Activity: Scan the listing for "Serialize" and copy out each line that has it.

Material provided:
--------------------
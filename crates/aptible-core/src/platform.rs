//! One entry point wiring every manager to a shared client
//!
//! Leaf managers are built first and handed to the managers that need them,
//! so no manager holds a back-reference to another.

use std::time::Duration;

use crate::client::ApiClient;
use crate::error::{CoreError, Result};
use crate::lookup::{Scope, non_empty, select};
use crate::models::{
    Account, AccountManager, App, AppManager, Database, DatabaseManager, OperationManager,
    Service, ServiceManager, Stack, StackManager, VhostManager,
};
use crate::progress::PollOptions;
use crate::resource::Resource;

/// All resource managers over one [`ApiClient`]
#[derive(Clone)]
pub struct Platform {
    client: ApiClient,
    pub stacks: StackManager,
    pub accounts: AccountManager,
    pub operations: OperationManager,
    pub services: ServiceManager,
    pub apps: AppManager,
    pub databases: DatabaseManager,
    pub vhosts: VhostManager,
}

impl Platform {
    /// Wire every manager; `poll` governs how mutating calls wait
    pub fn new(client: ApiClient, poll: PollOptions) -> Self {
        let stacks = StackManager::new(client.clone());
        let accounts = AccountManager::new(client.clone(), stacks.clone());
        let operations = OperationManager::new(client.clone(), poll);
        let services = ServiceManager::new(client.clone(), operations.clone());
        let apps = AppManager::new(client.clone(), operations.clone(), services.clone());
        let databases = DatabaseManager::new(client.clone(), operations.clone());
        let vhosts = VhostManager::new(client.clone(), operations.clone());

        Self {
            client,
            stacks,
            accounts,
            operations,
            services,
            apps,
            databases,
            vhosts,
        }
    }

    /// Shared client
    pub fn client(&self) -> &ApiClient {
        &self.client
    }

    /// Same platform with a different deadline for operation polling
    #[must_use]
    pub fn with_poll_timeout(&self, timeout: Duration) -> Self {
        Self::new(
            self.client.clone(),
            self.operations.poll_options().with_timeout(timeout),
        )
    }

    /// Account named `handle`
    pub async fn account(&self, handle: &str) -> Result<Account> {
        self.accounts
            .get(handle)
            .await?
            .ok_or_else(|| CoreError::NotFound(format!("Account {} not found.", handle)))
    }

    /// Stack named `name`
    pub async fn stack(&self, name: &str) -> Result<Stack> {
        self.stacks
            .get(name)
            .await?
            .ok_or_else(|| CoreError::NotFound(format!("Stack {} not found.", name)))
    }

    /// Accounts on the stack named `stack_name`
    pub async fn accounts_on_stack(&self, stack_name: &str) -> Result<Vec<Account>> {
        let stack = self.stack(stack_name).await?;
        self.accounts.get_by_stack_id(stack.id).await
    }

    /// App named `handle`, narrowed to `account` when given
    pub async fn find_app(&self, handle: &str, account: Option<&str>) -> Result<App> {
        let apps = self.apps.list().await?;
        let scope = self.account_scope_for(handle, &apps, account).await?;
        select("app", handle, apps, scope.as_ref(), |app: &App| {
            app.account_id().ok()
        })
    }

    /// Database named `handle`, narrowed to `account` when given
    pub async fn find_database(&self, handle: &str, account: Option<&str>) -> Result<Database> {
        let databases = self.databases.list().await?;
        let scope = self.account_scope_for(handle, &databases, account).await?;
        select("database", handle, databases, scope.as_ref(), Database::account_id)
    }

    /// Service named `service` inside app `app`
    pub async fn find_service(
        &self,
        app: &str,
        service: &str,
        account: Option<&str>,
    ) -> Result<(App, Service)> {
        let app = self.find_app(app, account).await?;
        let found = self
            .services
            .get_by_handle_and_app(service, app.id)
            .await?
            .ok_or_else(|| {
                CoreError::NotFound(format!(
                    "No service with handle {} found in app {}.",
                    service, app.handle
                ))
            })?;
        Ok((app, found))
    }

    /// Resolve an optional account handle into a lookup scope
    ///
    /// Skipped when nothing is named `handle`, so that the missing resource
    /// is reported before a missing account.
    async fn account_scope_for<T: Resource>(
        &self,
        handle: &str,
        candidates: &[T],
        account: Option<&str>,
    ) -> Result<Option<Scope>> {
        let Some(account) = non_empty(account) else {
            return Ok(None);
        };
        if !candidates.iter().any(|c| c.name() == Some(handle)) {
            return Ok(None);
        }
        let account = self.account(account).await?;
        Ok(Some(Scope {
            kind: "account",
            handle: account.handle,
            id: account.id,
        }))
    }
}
--------------------
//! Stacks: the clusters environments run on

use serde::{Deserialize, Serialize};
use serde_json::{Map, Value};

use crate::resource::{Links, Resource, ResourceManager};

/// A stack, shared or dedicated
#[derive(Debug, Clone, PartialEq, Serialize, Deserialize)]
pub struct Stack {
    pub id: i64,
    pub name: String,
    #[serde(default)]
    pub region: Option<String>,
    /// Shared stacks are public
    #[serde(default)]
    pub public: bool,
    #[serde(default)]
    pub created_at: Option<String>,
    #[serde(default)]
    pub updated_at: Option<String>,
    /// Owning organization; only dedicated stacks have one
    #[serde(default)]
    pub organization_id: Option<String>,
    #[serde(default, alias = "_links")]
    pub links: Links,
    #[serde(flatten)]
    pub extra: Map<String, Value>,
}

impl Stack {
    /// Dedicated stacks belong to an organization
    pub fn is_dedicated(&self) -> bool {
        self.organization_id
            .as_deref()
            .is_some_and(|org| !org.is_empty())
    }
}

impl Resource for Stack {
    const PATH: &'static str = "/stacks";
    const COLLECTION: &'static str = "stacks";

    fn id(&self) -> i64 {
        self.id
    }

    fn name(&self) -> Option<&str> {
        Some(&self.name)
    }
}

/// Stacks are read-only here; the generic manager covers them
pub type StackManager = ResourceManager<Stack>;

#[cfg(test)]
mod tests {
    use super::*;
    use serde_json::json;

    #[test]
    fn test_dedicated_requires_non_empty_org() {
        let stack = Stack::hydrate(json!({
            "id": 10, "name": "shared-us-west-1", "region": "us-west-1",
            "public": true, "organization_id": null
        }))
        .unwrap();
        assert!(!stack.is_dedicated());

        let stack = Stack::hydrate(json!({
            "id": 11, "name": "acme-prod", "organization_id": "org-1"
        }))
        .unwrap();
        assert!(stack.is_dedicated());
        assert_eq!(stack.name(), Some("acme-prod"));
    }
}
--------------------
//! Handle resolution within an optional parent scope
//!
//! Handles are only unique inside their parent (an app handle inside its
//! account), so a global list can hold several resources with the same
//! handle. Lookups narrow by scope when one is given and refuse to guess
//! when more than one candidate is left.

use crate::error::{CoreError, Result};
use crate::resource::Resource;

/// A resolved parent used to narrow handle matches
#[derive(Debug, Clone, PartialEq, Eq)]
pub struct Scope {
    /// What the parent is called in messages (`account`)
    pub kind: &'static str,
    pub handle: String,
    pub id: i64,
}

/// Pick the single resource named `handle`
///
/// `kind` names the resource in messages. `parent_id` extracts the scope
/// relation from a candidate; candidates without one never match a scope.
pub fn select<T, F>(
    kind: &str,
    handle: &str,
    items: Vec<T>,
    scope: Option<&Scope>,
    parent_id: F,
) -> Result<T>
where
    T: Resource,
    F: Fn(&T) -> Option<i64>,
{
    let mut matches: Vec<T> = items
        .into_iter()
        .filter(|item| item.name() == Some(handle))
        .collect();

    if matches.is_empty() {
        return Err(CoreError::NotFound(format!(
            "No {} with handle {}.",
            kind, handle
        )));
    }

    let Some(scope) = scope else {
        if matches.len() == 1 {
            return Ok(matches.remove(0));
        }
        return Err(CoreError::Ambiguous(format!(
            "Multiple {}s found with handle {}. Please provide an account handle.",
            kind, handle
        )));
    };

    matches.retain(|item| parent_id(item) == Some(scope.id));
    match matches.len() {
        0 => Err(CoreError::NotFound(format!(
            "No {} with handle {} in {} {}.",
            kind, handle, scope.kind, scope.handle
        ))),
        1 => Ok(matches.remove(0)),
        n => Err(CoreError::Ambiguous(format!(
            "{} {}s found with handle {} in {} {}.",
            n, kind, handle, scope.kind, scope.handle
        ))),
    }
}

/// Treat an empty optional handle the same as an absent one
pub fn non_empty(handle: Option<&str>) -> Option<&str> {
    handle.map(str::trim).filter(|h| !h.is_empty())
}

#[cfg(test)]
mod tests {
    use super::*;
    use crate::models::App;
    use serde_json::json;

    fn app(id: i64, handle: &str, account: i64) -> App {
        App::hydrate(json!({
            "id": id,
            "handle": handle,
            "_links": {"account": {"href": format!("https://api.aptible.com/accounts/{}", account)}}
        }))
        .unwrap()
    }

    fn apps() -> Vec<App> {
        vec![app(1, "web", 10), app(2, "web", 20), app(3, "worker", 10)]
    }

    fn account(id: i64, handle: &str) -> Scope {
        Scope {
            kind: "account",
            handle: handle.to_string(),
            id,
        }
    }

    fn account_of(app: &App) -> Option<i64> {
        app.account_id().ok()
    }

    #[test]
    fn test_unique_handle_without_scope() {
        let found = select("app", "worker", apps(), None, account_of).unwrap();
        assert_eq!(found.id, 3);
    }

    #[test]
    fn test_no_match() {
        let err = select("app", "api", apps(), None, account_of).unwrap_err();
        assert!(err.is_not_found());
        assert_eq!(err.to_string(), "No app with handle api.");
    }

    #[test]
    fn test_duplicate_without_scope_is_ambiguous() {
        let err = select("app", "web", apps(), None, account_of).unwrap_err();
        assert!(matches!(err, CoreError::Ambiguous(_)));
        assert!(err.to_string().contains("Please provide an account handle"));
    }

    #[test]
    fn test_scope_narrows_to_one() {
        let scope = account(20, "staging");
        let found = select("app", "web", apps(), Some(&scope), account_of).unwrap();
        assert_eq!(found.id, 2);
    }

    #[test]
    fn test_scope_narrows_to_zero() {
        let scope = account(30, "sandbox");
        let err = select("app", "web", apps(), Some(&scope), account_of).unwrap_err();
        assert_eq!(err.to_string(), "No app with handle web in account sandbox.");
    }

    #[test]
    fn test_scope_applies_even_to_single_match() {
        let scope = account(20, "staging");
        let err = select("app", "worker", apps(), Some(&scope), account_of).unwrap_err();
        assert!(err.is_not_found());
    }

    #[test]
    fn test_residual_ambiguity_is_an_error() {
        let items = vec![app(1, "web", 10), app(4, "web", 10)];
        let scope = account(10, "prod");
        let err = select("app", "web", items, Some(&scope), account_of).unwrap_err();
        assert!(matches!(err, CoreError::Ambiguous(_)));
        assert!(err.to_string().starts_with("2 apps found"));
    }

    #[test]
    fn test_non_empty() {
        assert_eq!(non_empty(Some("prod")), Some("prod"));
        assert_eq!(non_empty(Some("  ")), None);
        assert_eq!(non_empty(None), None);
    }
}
--------------------
Worked solution:
use serde::{Deserialize, Serialize};
#[derive(Debug, Clone, PartialEq, Serialize, Deserialize)]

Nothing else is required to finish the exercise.